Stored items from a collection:
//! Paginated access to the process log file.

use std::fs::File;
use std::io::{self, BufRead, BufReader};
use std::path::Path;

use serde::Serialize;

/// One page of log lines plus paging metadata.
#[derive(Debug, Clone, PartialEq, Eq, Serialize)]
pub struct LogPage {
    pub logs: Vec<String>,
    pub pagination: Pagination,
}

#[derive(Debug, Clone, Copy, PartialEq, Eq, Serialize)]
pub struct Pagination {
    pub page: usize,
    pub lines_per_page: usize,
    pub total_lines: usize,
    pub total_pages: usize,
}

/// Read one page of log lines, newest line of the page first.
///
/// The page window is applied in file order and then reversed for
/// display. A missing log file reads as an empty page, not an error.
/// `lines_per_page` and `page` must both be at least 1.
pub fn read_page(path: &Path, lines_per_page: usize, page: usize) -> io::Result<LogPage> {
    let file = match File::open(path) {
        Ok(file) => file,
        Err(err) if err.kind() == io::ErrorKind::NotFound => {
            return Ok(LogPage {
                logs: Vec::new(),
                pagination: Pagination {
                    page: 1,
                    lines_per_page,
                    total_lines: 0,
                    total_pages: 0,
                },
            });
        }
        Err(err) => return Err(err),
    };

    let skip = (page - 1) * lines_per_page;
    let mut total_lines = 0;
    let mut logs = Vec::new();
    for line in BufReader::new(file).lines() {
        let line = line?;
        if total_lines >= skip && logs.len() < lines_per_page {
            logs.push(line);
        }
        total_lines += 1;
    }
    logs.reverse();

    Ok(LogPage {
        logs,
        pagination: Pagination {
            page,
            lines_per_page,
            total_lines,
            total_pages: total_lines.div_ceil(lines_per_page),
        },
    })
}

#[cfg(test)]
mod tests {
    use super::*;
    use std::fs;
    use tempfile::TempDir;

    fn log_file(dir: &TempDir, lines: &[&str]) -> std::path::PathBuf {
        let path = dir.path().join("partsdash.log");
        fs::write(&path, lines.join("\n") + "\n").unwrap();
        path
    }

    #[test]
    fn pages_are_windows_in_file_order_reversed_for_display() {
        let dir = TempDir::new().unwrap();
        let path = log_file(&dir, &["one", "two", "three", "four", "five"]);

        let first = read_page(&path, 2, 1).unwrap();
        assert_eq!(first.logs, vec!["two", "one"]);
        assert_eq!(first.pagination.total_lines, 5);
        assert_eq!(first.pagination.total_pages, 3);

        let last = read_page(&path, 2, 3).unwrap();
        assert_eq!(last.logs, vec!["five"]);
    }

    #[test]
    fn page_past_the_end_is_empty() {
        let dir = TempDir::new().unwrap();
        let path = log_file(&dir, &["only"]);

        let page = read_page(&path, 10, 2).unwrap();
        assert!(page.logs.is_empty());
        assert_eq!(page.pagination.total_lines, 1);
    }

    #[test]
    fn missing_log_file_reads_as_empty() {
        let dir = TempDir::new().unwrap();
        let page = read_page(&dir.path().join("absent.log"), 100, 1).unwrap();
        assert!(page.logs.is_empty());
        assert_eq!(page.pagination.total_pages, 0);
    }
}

__Goal of the exercise__.
Would you transcribe every entry exactly?

__The answer__.
//! Paginated access to the process log file.

use std::fs::File;
use std::io::{self, BufRead, BufReader};
use std::path::Path;

use serde::Serialize;

/// One page of log lines plus paging metadata.
#[derive(Debug, Clone, PartialEq, Eq, Serialize)]
pub struct LogPage {
    pub logs: Vec<String>,
    pub pagination: Pagination,
}

#[derive(Debug, Clone, Copy, PartialEq, Eq, Serialize)]
pub struct Pagination {
    pub page: usize,
    pub lines_per_page: usize,
    pub total_lines: usize,
    pub total_pages: usize,
}

/// Read one page of log lines, newest line of the page first.
///
/// The page window is applied in file order and then reversed for
/// display. A missing log file reads as an empty page, not an error.
/// `lines_per_page` and `page` must both be at least 1.
pub fn read_page(path: &Path, lines_per_page: usize, page: usize) -> io::Result<LogPage> {
    let file = match File::open(path) {
        Ok(file) => file,
        Err(err) if err.kind() == io::ErrorKind::NotFound => {
            return Ok(LogPage {
                logs: Vec::new(),
                pagination: Pagination {
                    page: 1,
                    lines_per_page,
                    total_lines: 0,
                    total_pages: 0,
                },
            });
        }
        Err(err) => return Err(err),
    };

    let skip = (page - 1) * lines_per_page;
    let mut total_lines = 0;
    let mut logs = Vec::new();
    for line in BufReader::new(file).lines() {
        let line = line?;
        if total_lines >= skip && logs.len() < lines_per_page {
            logs.push(line);
        }
        total_lines += 1;
    }
    logs.reverse();

    Ok(LogPage {
        logs,
        pagination: Pagination {
            page,
            lines_per_page,
            total_lines,
            total_pages: total_lines.div_ceil(lines_per_page),
        },
    })
}

#[cfg(test)]
mod tests {
    use super::*;
    use std::fs;
    use tempfile::TempDir;

    fn log_file(dir: &TempDir, lines: &[&str]) -> std::path::PathBuf {
        let path = dir.path().join("partsdash.log");
        fs::write(&path, lines.join("\n") + "\n").unwrap();
        path
    }

    #[test]
    fn pages_are_windows_in_file_order_reversed_for_display() {
        let dir = TempDir::new().unwrap();
        let path = log_file(&dir, &["one", "two", "three", "four", "five"]);

        let first = read_page(&path, 2, 1).unwrap();
        assert_eq!(first.logs, vec!["two", "one"]);
        assert_eq!(first.pagination.total_lines, 5);
        assert_eq!(first.pagination.total_pages, 3);

        let last = read_page(&path, 2, 3).unwrap();
        assert_eq!(last.logs, vec!["five"]);
    }

    #[test]
    fn page_past_the_end_is_empty() {
        let dir = TempDir::new().unwrap();
        let path = log_file(&dir, &["only"]);

        let page = read_page(&path, 10, 2).unwrap();
        assert!(page.logs.is_empty());
        assert_eq!(page.pagination.total_lines, 1);
    }

    #[test]
    fn missing_log_file_reads_as_empty() {
        let dir = TempDir::new().unwrap();
        let page = read_page(&dir.path().join("absent.log"), 100, 1).unwrap();
        assert!(page.logs.is_empty());
        assert_eq!(page.pagination.total_pages, 0);
    }
}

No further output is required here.